** THE INPUT **
—————
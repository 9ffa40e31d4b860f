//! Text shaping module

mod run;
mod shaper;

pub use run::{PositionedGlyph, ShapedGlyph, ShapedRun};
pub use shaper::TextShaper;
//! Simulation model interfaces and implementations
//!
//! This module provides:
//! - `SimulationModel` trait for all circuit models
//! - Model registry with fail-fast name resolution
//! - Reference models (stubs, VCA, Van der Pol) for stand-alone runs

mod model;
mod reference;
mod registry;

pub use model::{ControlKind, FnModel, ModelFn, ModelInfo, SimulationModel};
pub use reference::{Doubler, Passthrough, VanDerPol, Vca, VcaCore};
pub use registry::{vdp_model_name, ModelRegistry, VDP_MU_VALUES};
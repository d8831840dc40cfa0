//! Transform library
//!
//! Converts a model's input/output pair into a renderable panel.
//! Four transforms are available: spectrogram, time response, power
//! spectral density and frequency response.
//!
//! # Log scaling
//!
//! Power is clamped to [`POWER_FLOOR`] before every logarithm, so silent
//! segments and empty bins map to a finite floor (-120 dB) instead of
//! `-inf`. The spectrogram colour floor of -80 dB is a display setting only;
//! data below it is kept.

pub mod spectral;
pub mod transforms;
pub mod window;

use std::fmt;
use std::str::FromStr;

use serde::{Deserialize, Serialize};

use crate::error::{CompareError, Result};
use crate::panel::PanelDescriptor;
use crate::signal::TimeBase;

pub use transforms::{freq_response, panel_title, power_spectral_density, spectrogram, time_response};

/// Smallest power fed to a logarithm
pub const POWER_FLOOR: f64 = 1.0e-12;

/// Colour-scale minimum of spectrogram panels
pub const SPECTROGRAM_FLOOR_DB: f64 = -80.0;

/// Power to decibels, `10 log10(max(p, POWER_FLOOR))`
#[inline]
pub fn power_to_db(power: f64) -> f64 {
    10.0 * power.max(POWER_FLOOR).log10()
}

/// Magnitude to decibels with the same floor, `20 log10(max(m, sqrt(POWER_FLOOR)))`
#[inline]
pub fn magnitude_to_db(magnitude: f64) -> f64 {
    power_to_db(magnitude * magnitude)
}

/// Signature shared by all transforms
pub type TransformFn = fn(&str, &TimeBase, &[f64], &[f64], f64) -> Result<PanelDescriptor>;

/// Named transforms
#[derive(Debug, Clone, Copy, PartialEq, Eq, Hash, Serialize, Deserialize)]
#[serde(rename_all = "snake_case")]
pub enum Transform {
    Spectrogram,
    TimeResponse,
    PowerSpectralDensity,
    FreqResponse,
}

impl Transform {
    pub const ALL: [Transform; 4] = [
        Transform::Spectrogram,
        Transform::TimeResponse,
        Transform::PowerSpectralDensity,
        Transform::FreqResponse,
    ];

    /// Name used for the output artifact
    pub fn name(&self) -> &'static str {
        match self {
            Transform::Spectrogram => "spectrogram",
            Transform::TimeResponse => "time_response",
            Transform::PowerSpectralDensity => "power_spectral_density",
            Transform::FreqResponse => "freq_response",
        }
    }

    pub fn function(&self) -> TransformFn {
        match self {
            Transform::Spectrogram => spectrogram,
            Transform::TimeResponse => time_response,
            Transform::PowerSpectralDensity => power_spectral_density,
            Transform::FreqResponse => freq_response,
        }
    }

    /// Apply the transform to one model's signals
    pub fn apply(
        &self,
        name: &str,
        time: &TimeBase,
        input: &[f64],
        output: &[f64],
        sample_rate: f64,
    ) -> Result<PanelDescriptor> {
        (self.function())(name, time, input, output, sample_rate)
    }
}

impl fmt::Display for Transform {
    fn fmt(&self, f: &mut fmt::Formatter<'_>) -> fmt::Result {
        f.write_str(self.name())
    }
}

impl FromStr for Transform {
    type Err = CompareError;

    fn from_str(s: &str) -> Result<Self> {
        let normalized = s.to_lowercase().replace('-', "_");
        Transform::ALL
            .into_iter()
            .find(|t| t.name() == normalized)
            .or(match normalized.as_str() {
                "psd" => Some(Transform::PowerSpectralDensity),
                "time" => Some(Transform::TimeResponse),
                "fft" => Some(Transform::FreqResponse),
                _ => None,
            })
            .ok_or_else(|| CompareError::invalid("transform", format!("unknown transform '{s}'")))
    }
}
—————
** PROBLEM TO SOLVE **
Lines above holding "PowerSpectralDensity": give their count, nothing more.

** OUTPUT **
5